Advertisement
Advertisement

How a Guinean writer developed the N’ko Alphabet in 1949 to rival the Western system

July 27, 2018 at 11:35 am | History

Elizabeth Ofosuah Johnson

Elizabeth Ofosuah Johnson | Staff Writer

July 27, 2018 at 11:35 am | History

The N’ko Language, developed by Guinean writer and inventor Souleymane Kante was first introduced to his people as a script on April 14, 1940. The language was invented for the Mande speaking people and is currently used in  Guinea, Mali, Cote Ivoire and some parts of Cameroon.

Souleymane Kante was born in Guinea on the 23 November 1922. As an avid reader, he read greatly on African cultures and history until he began to write himself. Kante’s father, Amara Kante, owned a Muslim school and educated his son himself until his death in 1941 when Souleymane was only 19 years old. After the death of his father, he moved to Cote d’Ivoire and stayed in a small town called Bouake where he worked as a trader and continued his reading and writing.

It was during a reading escapade that Kante was moved to invent the N’ko Alphabet.

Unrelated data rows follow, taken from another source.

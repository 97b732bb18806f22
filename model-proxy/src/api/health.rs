use axum::extract::State;
use axum::http::{StatusCode, header};
use axum::response::{IntoResponse as _, Response};

use crate::ProxyState;
use crate::runtime::RuntimeState;

/// Health as seen by the orchestrator: 200 while the runtime serves, 404
/// once it finished cleanly (scale-to-zero), 503 anywhere else.
pub(super) async fn health_check(State(state): State<ProxyState>) -> Response {
    let (status, body) = match state.runtime.state() {
        RuntimeState::Running => (StatusCode::OK, r#"{"status":"ok"}"#),
        RuntimeState::ExitedSuccess => (StatusCode::NOT_FOUND, r#"{"status":"service not found"}"#),
        _ => (StatusCode::SERVICE_UNAVAILABLE, r#"{"status":"service unavailable"}"#),
    };
    (status, [(header::CONTENT_TYPE, "application/json")], body).into_response()
}
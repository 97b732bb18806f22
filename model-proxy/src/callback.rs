use std::time::Duration;

use anyhow::Context as _;
use reqwest::multipart::{Form, Part};
use runtime_ipc::ResponseManifest;
use tokio_util::io::ReaderStream;

use crate::config::{AuthInfo, Conf};
use crate::convert::{self, HttpReply, KEY_CONTENT_LENGTH};
use crate::platform::{RetryClient, RetryDelay};

const CALLBACK_TIMEOUT: Duration = Duration::from_secs(30);
const CALLBACK_ATTEMPTS: u32 = 3;
const CALLBACK_DELAY: Duration = Duration::from_secs(3);

/// Delivery of one async request's result to the platform's result-ingest
/// endpoint, authenticated with the request's own token.
///
/// Built once per request; the success and error paths share the client.
pub(crate) struct ArmsCallback {
    client: RetryClient,
    path: String,
}

impl ArmsCallback {
    pub(crate) fn new(conf: &Conf, async_request_id: &str, token: &str) -> anyhow::Result<Self> {
        let auth = AuthInfo {
            auth_token: token.to_owned(),
            ..Default::default()
        };
        let client = RetryClient::new(
            &conf.api_url,
            CALLBACK_TIMEOUT,
            CALLBACK_ATTEMPTS,
            RetryDelay::Fixed(CALLBACK_DELAY),
            auth,
        )
        .context("failed to build callback http client")?;

        let path = format!(
            "/organizations/{}/deployments/{}/results/{}",
            conf.organization_id, conf.deployment_id, async_request_id
        );
        debug!(endpoint = %path, "ARMS endpoint");

        Ok(ArmsCallback { client, path })
    }

    /// Dematerializes the runtime's response and PUTs it as
    /// `multipart/form-data` (`status`, `headers`, `body`, in that order).
    /// Any failure downgrades to an error callback.
    pub(crate) async fn deliver(&self, res: &ResponseManifest, conf: &Conf) {
        let reply = match convert::from_response(res, conf).await {
            Ok(reply) => reply,
            Err(error) => {
                error!(%error, "unexpected error occurred in sending async response");
                self.send_error("response from runtime").await;
                return;
            }
        };

        if let Err(error) = self.put_result(&reply, res.content_type.as_deref()).await {
            error!(%error, "unexpected error occurred in sending async response");
            self.send_error("build response of runtime").await;
        }

        convert::fileio::remove_file_logged(&reply.body_path).await;
    }

    async fn put_result(&self, reply: &HttpReply, body_content_type: Option<&str>) -> anyhow::Result<()> {
        let url = self.client.build_url(&self.path, &[]);

        let response = self
            .client
            .execute_with(async || {
                // Content-Length is recomputed by the platform.
                let mut headers = reply.headers.clone();
                headers.remove(KEY_CONTENT_LENGTH);

                let status_part = Part::text(reply.status.to_string()).mime_str("text/plain")?;
                let headers_part =
                    Part::text(serde_json::to_string(&headers).context("failed to marshal headers part")?)
                        .mime_str("application/json")?;

                let body_file = tokio::fs::File::open(&reply.body_path)
                    .await
                    .context("failed to open response body file")?;
                let body_part = Part::stream(reqwest::Body::wrap_stream(ReaderStream::new(body_file)))
                    .mime_str(body_content_type.unwrap_or("text/plain"))?;

                let form = Form::new()
                    .part("status", status_part)
                    .part("headers", headers_part)
                    .part("body", body_part);

                Ok(self.client.request(reqwest::Method::PUT, url.clone()).multipart(form))
            })
            .await?;

        let status = response.status();
        if status.as_u16() >= 400 {
            error!(status = status.as_u16(), "response from GW was error");
        }
        Ok(())
    }

    /// The error-only callback: a fixed JSON payload naming the failure.
    pub(crate) async fn send_error(&self, reason: &str) {
        let payload = serde_json::json!({
            "status": 502,
            "headers": {
                "content-type": "application/json"
            },
            "body": {
                "error": "internal_server_error",
                "error_description": format!("Internal Server Error: unexpected error of {reason}"),
            }
        });
        let url = self.client.build_url(&self.path, &[]);

        let result = self
            .client
            .execute_with(async || {
                Ok(self
                    .client
                    .request(reqwest::Method::PUT, url.clone())
                    .header(reqwest::header::CONTENT_TYPE, "application/json")
                    .body(payload.to_string()))
            })
            .await;

        match result {
            Err(error) => error!(%error, "unexpected error occurred in sending error async response"),
            Ok(response) if response.status().as_u16() >= 400 => {
                warn!(status = response.status().as_u16(), "response error from GW");
            }
            Ok(_) => {}
        }
    }
}
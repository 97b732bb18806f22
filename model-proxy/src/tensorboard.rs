use std::time::Duration;

use anyhow::Context as _;
use backoff::ExponentialBackoff;
use backoff::backoff::Backoff as _;
use camino::Utf8PathBuf;

use crate::archive;
use crate::config::Conf;
use crate::convert::fileio;
use crate::platform::Downloader;
use crate::preprocess::TrainingJobArtifact;

const RETRY_COUNT: u32 = 5;

/// Tensorboard mode: pull each training job's result archive into the
/// shared mount so tensorboard can index it.
pub async fn run(conf: Conf) -> anyhow::Result<()> {
    let downloader = Downloader::new(&conf.api_url, conf.auth_info()).context("failed to make downloader")?;

    for job_id in dedup(&conf.training_job_ids) {
        fetch_job_with_retry(&conf, &downloader, &job_id).await?;
    }
    info!(training_job_ids = %conf.training_job_ids, "succeeded to ready for training jobs");
    Ok(())
}

async fn fetch_job_with_retry(conf: &Conf, downloader: &Downloader, job_id: &str) -> anyhow::Result<()> {
    let mut backoff = ExponentialBackoff::default();
    let mut attempt = 0;
    loop {
        match fetch_job(conf, downloader, job_id).await {
            Ok(()) => return Ok(()),
            Err(error) if attempt < RETRY_COUNT => {
                attempt += 1;
                warn!(error = format!("{error:#}"), attempt, "retrying due to error");
                tokio::time::sleep(backoff.next_backoff().unwrap_or(Duration::from_secs(60))).await;
            }
            Err(error) => return Err(error),
        }
    }
}

async fn fetch_job(conf: &Conf, downloader: &Downloader, job_id: &str) -> anyhow::Result<()> {
    info!(job_id, "start download and unarchive training job result");

    let archive_path = archive::scratch_file("tensorboard")?;
    let req_path = format!(
        "organizations/{}/training/definitions/{}/jobs/{}/result",
        conf.organization_id, conf.training_job_definition_name, job_id
    );

    let result = async {
        downloader
            .download::<TrainingJobArtifact>(&req_path, &archive_path)
            .await
            .context("failed to download archive")?;

        let dest = Utf8PathBuf::from(&conf.mount_target_dir)
            .join("tensorboards")
            .join(&conf.tensorboard_id)
            .join("training_jobs")
            .join(job_id);

        // wipe any previous copy; it may be defective
        if tokio::fs::metadata(&dest).await.is_ok() {
            tokio::fs::remove_dir_all(&dest)
                .await
                .with_context(|| format!("failed to delete existing directory for training-result: {dest}"))?;
        }
        tokio::fs::create_dir_all(&dest)
            .await
            .with_context(|| format!("failed to make directory for training-result: {dest}"))?;

        archive::unarchive(&archive_path, &dest)
            .await
            .context("failed to unarchive training job result")
    }
    .await;

    fileio::remove_file_logged(&archive_path).await;
    if result.is_ok() {
        info!(job_id, "succeeded to download and unarchive training job result");
    }
    result
}

/// Order-preserving dedup of the comma-separated job id list.
fn dedup(ids: &str) -> Vec<String> {
    let mut seen = std::collections::HashSet::new();
    let mut out = Vec::new();
    for id in ids.split(',') {
        let id = id.trim();
        if !id.is_empty() && seen.insert(id) {
            out.push(id.to_owned());
        }
    }
    out
}

#[cfg(test)]
mod tests {
    use super::*;

    #[test]
    fn dedup_preserves_first_occurrence_order() {
        let ids = dedup("job-2,job-1,job-2,job-3,job-1");
        assert_eq!(ids, ["job-2", "job-1", "job-3"]);
    }

    #[test]
    fn dedup_drops_empty_entries() {
        let ids = dedup(",job-1,,");
        assert_eq!(ids, ["job-1"]);
    }
}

The idea was sparked when he was angered by a comment he read in a book by a Lebanese writer who compared the languages of the African people to that of birds stating that they were impossible to transcribe into written form without the use of Western alphabets.

Before his new development, many languages in Africa including the Mande language used Latin alphabets or Arabic to transcribe their languages.

This was not the first time that Kante had come across such racist comment, however, having had enough of such derogatory talk against his roots, he decided to do something about it thus develop the N’ko Alphabet.

The alphabet was to prove that African indigenous languages could be transcribed without western influence and to give the Mande speaking group in West Africa a form of script that could help record history in native languages, protect their culture and identity.

The History of the N’ko Alphabet and its Role in Mande Transnational Identity: Words are Weapons

In the book, The History of the N’ko Alphabet and its Role in Mande Transnational Identity: Words are Weapons, historian author Dianne Oyler explained that many accounts state that Kante spent several years working on the N’ko scripts first by studying the Arabic alphabets and Latin alphabets to create the N’ko Alphabet for the Manding people. He later abandoned the idea of using the two as a foundation and developed the N’ko from scratch without any external influence.

The alphabet has seven vowels, nineteen consonants and a nasal character “N”. The script also came with eight accent sounds that are placed above the vowel to mark the length in pronunciation. In addition, Kante also developed punctuation marks and numbers.

Kante realized that the Mande speaking people and villagers made number counts from left to right thus designed the language to be written from right to left.

After the development of the script and its introduction, Kante spent the rest of his life teaching the language in order that it becomes part of the people of West Africa in the long run. He dedicated his time to translate works using the N’ko alphabet, the first being the Quran which continues to be produced. It is recorded that he translated more than 700 books.

After the independence of Guinea, Kante returned to Guinea with the hopes of getting the language adapted but the vision never materialized.  Kante also spent time writing books on astrology, history, religion and economics until he died in 1987.

N’ko in Mande languages means “I Say”, and today the language has been accepted into the Unicode system for computers to display the script. There are a few newspapers and books that have been written in N’ko in Cote d’Ivoire and Guinea.

Photographs of Souleymane Kante were not available as at the time of writing this article.